In a speech to an Asian conference on young women on Monday, Arroyo vowed to "heal the nation" by visiting the slums and Christian communities in the southern Philippines where Muslims are fighting for separate state.

Both constituencies dumped Arroyo's candidates in last week's key congressional elections.

Exit polls and unofficial counts of the May 14 vote show the poorest parts of the Philippine electorate, as well as Mindanao, the Muslim-populated southern third of the archipelago, had voted overwhelmingly for Estrada allies.

On Monday, doctors said that the jailed former president has bronchitis and needs treatment that could keep him in Manila - and out of a remote detention center - for at least two weeks.

The Sandiganbayan, the anti-graft court handling allegations that Estrada illegally amassed $82 million in 31 months in office, is to rule this week.

The court accepted earlier doctors' requests to keep Estrada hospitalized. The Philippine National Police also said they would not take Estrada back to the detention center until doctors give him a clean bill of health.

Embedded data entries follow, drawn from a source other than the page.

// Server configuration: defaults, file, environment

use serde::{Deserialize, Serialize};
use std::path::PathBuf;
use thiserror::Error;

/// Instance-wide settings
#[derive(Debug, Clone, PartialEq, Eq, Serialize, Deserialize)]
#[serde(default)]
pub struct InstanceConfig {
    /// Default tracing filter when `RUST_LOG` is unset
    pub log_level: String,
    /// `text` or `json`
    pub log_format: String,
}

impl Default for InstanceConfig {
    fn default() -> Self {
        Self {
            log_level: "info".to_string(),
            log_format: "text".to_string(),
        }
    }
}

/// Listener settings
#[derive(Debug, Clone, PartialEq, Eq, Serialize, Deserialize)]
#[serde(default)]
pub struct NetworkConfig {
    pub bind_address: String,
    pub bind_port: u16,
    pub enable_cors: bool,
    /// Upper bound on request bodies, in bytes
    pub max_request_size: usize,
}

impl Default for NetworkConfig {
    fn default() -> Self {
        Self {
            bind_address: "0.0.0.0".to_string(),
            bind_port: 5000,
            enable_cors: true,
            max_request_size: 10 * 1024 * 1024, // 10MB
        }
    }
}

/// Media directories and the URL prefixes they are served under
#[derive(Debug, Clone, PartialEq, Eq, Serialize, Deserialize)]
#[serde(default)]
pub struct AssetsConfig {
    pub data_dir: PathBuf,
    pub gallery_prefix: String,
    pub posters_prefix: String,
    pub uploads_prefix: String,
    /// Overrides `<data_dir>/gallery`
    pub gallery_path: Option<PathBuf>,
    /// Overrides `<data_dir>/posters`
    pub posters_path: Option<PathBuf>,
    /// Overrides `<data_dir>/uploads`
    pub uploads_path: Option<PathBuf>,
}

impl Default for AssetsConfig {
    fn default() -> Self {
        Self {
            data_dir: PathBuf::from("/data"),
            gallery_prefix: "gallery".to_string(),
            posters_prefix: "posters".to_string(),
            uploads_prefix: "uploads".to_string(),
            gallery_path: None,
            posters_path: None,
            uploads_path: None,
        }
    }
}

impl AssetsConfig {
    pub fn gallery_dir(&self) -> PathBuf {
        self.gallery_path
            .clone()
            .unwrap_or_else(|| self.data_dir.join("gallery"))
    }

    pub fn posters_dir(&self) -> PathBuf {
        self.posters_path
            .clone()
            .unwrap_or_else(|| self.data_dir.join("posters"))
    }

    pub fn uploads_dir(&self) -> PathBuf {
        self.uploads_path
            .clone()
            .unwrap_or_else(|| self.data_dir.join("uploads"))
    }
}

#[derive(Debug, Clone, Default, PartialEq, Eq, Serialize, Deserialize)]
#[serde(default)]
pub struct SaviConfig {
    pub instance: InstanceConfig,
    pub network: NetworkConfig,
    pub assets: AssetsConfig,
}

impl SaviConfig {
    /// Load configuration from a JSON, TOML or YAML file
    pub fn from_file(path: &str) -> Result<Self, ConfigError> {
        let content =
            std::fs::read_to_string(path).map_err(|e| ConfigError::Io(format!("{}: {}", path, e)))?;
        Self::from_str(&content)
    }

    /// Load configuration from a string, detecting the format
    pub fn from_str(content: &str) -> Result<Self, ConfigError> {
        if let Ok(config) = serde_json::from_str::<SaviConfig>(content) {
            return Ok(config);
        }

        if let Ok(config) = toml::from_str::<SaviConfig>(content) {
            return Ok(config);
        }

        // YAML accepts almost any scalar, so only take it when it is a mapping
        match serde_yaml::from_str::<serde_yaml::Value>(content) {
            Ok(serde_yaml::Value::Mapping(_)) => serde_yaml::from_str::<SaviConfig>(content)
                .map_err(|e| ConfigError::Parse(e.to_string())),
            _ => Err(ConfigError::Parse("Unknown format".to_string())),
        }
    }

    /// Defaults overridden by environment variables
    pub fn from_env() -> Self {
        let mut config = Self::default();
        config.apply_env();
        config
    }

    /// Override fields from `SAVI_*` environment variables
    pub fn apply_env(&mut self) {
        if let Ok(port) = std::env::var("SAVI_PORT") {
            if let Ok(p) = port.parse::<u16>() {
                self.network.bind_port = p;
            }
        }

        if let Ok(host) = std::env::var("SAVI_HOST") {
            self.network.bind_address = host;
        }

        if let Ok(data_dir) = std::env::var("SAVI_DATA_DIR") {
            self.assets.data_dir = PathBuf::from(data_dir);
        }

        if let Ok(log_level) = std::env::var("SAVI_LOG_LEVEL") {
            self.instance.log_level = log_level;
        }

        if let Ok(log_format) = std::env::var("SAVI_LOG_FORMAT") {
            self.instance.log_format = log_format;
        }
    }

    pub fn bind_addr(&self) -> String {
        format!("{}:{}", self.network.bind_address, self.network.bind_port)
    }

    pub fn validate(&self) -> Result<(), ConfigError> {
        if self.network.bind_port == 0 {
            return Err(ConfigError::Validation(
                "network.bind_port cannot be 0".to_string(),
            ));
        }

        if self.network.max_request_size == 0 {
            return Err(ConfigError::Validation(
                "network.max_request_size must be > 0".to_string(),
            ));
        }

        if !matches!(self.instance.log_format.as_str(), "text" | "json") {
            return Err(ConfigError::Validation(format!(
                "instance.log_format must be \"text\" or \"json\", got {:?}",
                self.instance.log_format
            )));
        }

        let prefixes = [
            ("assets.gallery_prefix", &self.assets.gallery_prefix),
            ("assets.posters_prefix", &self.assets.posters_prefix),
            ("assets.uploads_prefix", &self.assets.uploads_prefix),
        ];
        for (name, prefix) in prefixes {
            if prefix.is_empty() || prefix.contains('/') || prefix.contains("..") {
                return Err(ConfigError::Validation(format!(
                    "{} must be a single non-empty path segment, got {:?}",
                    name, prefix
                )));
            }
        }
        for (i, (name, prefix)) in prefixes.iter().enumerate() {
            if prefixes[i + 1..].iter().any(|(_, other)| other == prefix) {
                return Err(ConfigError::Validation(format!(
                    "{} duplicates another asset prefix: {:?}",
                    name, prefix
                )));
            }
        }

        Ok(())
    }
}

#[derive(Debug, Error)]
pub enum ConfigError {
    #[error("IO error: {0}")]
    Io(String),

    #[error("Parse error: {0}")]
    Parse(String),

    #[error("Validation error: {0}")]
    Validation(String),
}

Estrada has asked the court to transfer him from police detention to house arrest, as a courtesy to a former president, but the court has not said when it will rule on the petition.

The former movie actor is scheduled to be formally arraigned on a separate charge of perjury on May 31.

The Philippine police, fearing for the security of Estrada, have proposed to detain him in a military hospital during his approaching trial on corruption charges.

They also suggested the trial be held in a gymnasium at the hospital compound to avoid the risks and inconvenience of having Estrada shuttle back and forth for trial hearings, the presidential spokesman said on Monday.

Estrada, 64, was transferred from detention to Manila's Veterans Memorial Medical Center on May 12, complaining of a cough and fever. His son Jinggoy was also taken to the hospital, complaining of a stomach ache.